Comparing CFD and Spread betting: Risks and Rewards

Some active traders, particularly in the UK, prefer investing in spread betting and Contract For Difference (CFD). For newbies, these trading platforms may seem similar, thus to make everything clear, it’s essential to determine the difference between CFD and spread betting specifically in terms of risks and rewards.

Apparently, the difference between spread betting and CFD is very minimal. These are both derivative products in which the investors speculate whether the price will fall and rise.
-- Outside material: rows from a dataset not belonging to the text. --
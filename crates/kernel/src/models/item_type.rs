//! Content type records.

use anyhow::{Context, Result};
use serde::{Deserialize, Serialize};
use sqlx::PgPool;
use vetrina_sdk::types::ContentTypeInfo;

/// Content type record.
#[derive(Debug, Clone, Serialize, Deserialize, sqlx::FromRow)]
pub struct ItemType {
    /// Machine name (e.g., "article", "page").
    /// Note: Database column is "type", queries must use "type as type_name" alias.
    #[serde(rename = "type")]
    pub type_name: String,

    /// Human-readable label.
    pub label: String,

    /// Description for admin UI.
    pub description: String,

    /// Whether items of this type are publicly viewable.
    pub public: bool,
}

impl ItemType {
    /// List all content types.
    pub async fn list(pool: &PgPool) -> Result<Vec<Self>> {
        let types = sqlx::query_as::<_, ItemType>(
            "SELECT type as type_name, label, description, public FROM item_type ORDER BY type",
        )
        .fetch_all(pool)
        .await
        .context("failed to list item types")?;

        Ok(types)
    }

    /// The plugin-facing view of this type.
    pub fn info(&self) -> ContentTypeInfo {
        let info = ContentTypeInfo::new(&self.type_name, &self.label);
        if self.public { info } else { info.internal() }
    }
}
The investors are allowed to go short or long, and they can also improve the leveraged product. This means that even if an investor puts a small deposit, he can expect for significant exposure to the underlying asset in the market.
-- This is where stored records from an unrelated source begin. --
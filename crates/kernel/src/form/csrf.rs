//! CSRF token generation and verification.
//!
//! Tokens are scoped to an action (a settings group, a plugin panel, the
//! login form), stored in the session, single-use and time-limited.
//! Eviction is per action, so a burst of one form's tokens never pushes out
//! the tokens another page still needs.

use std::collections::HashMap;

use anyhow::Result;
use rand::RngCore;
use serde::{Deserialize, Serialize};
use sha2::{Digest, Sha256};
use subtle::ConstantTimeEq;
use tower_sessions::Session;

/// Session key for storing CSRF tokens.
const CSRF_SESSION_KEY: &str = "csrf_tokens";

/// Maximum number of live tokens kept per action.
const MAX_TOKENS_PER_ACTION: usize = 10;

/// Token validity period in seconds (1 hour).
const TOKEN_VALIDITY_SECS: i64 = 3600;

#[derive(Debug, Clone, Serialize, Deserialize)]
struct StoredToken {
    action: String,
    token: String,
    issued: i64,
}

impl StoredToken {
    fn is_live(&self, now: i64) -> bool {
        now - self.issued <= TOKEN_VALIDITY_SECS
    }

    fn matches(&self, action: &str, submitted: &str) -> bool {
        self.action == action && bool::from(self.token.as_bytes().ct_eq(submitted.as_bytes()))
    }
}

async fn load_tokens(session: &Session) -> Vec<StoredToken> {
    session
        .get(CSRF_SESSION_KEY)
        .await
        .unwrap_or(None)
        .unwrap_or_default()
}

/// Drop expired tokens, then the oldest tokens of any action over its cap.
///
/// Tokens are stored oldest first.
fn prune(tokens: &mut Vec<StoredToken>, now: i64) {
    tokens.retain(|t| t.is_live(now));

    let keep = {
        let mut per_action: HashMap<&str, usize> = HashMap::new();
        let mut keep = vec![false; tokens.len()];
        for (index, token) in tokens.iter().enumerate().rev() {
            let count = per_action.entry(token.action.as_str()).or_default();
            *count += 1;
            keep[index] = *count <= MAX_TOKENS_PER_ACTION;
        }
        keep
    };

    let mut keep = keep.into_iter();
    tokens.retain(|_| keep.next().unwrap_or(false));
}

/// Generate a CSRF token for `action` and store it in the session.
pub async fn generate_csrf_token(session: &Session, action: &str) -> Result<String> {
    let mut random_bytes = [0u8; 32];
    rand::thread_rng().fill_bytes(&mut random_bytes);

    let issued = chrono::Utc::now().timestamp();

    let mut hasher = Sha256::new();
    hasher.update(random_bytes);
    hasher.update(issued.to_le_bytes());
    let token = hex::encode(hasher.finalize());

    let mut tokens = load_tokens(session).await;
    tokens.push(StoredToken {
        action: action.to_string(),
        token: token.clone(),
        issued,
    });
    prune(&mut tokens, issued);

    session
        .insert(CSRF_SESSION_KEY, tokens)
        .await
        .map_err(|e| anyhow::anyhow!("failed to store CSRF token: {}", e))?;

    Ok(token)
}

/// Verify a CSRF token for `action` against the session.
///
/// A matching live token is consumed. Empty, unknown, expired, or
/// differently-scoped tokens verify as `false`.
pub async fn verify_csrf_token(session: &Session, action: &str, submitted: &str) -> Result<bool> {
    if submitted.is_empty() {
        return Ok(false);
    }

    let mut tokens = load_tokens(session).await;
    if tokens.is_empty() {
        return Ok(false);
    }

    let now = chrono::Utc::now().timestamp();
    let found = tokens
        .iter()
        .position(|t| t.is_live(now) && t.matches(action, submitted));

    let Some(index) = found else {
        return Ok(false);
    };

    tokens.remove(index);
    tokens.retain(|t| t.is_live(now));

    session
        .insert(CSRF_SESSION_KEY, tokens)
        .await
        .map_err(|e| anyhow::anyhow!("failed to update CSRF tokens: {}", e))?;

    Ok(true)
}

/// Clear all CSRF tokens from the session.
pub async fn clear_csrf_tokens(session: &Session) -> Result<()> {
    session
        .remove::<Vec<StoredToken>>(CSRF_SESSION_KEY)
        .await
        .map_err(|e| anyhow::anyhow!("failed to clear CSRF tokens: {}", e))?;
    Ok(())
}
On the other hand, CFDs are associated with real assets including currencies, commodities or shares, while spread betting commonly takes place in a wide range of activities such as sporting events.


Common Factors in Comparing CFD and Spread Betting

  • Tax advantage

Spread betting lets the investors take a chance or guess the price movements of the financial market in making profits or losses. It is considered as legal gambling that’s why if an investor won, he is not obliged to pay tax, thus spread betting is tax efficient and is rewarding to invest.

On the contrary, CFD has its own financial advantages. It’s because the investor can use the losses incurred on CFD trading to compensate the taxable gains in the investment portfolio.

  • Additional costs

Another factor that makes spread betting more appealing to investors is the additional costs. This product rarely requires the trader to pay commission; it’s because most of the business’s charges are integrated into the spread.

In the case of CFD, the additional costs are considered as risks because once it is left open overnight, the trader will pay the commission for the business carried out.

  • Currency risk

When trading CFD, the investor should anticipate that the risk involve difficult to mitigate such as the currency risk. Thus, traders who don’t want to experience currency risk prefer spread betting because even when you’re investing in foreign equities, there’s nothing to worry about currency risk.

  • Hedging

Hedges are considered to be a powerful tool that can safeguard the investment. That’s why even if spread betting is very popular in the United Kingdom, still many investors prefer CFD in terms of hedging strategy. Hedging provides peace of mind to an investor particularly during the period of market volatility.

To conclude, spread betting is an excellent product for those less experienced or newbie traders. But, CFD is the best option if you’re planning to trade for a longer term. Most professional traders choose CFD as a perfect tool due to its inherent advantages.

If you want to invest your money in trading, you must study how these derivative products work and how it can grow your money. You can find a lot of information from CMC Markets. Whichever product you may choose, keep in mind that it won’t make you rich overnight.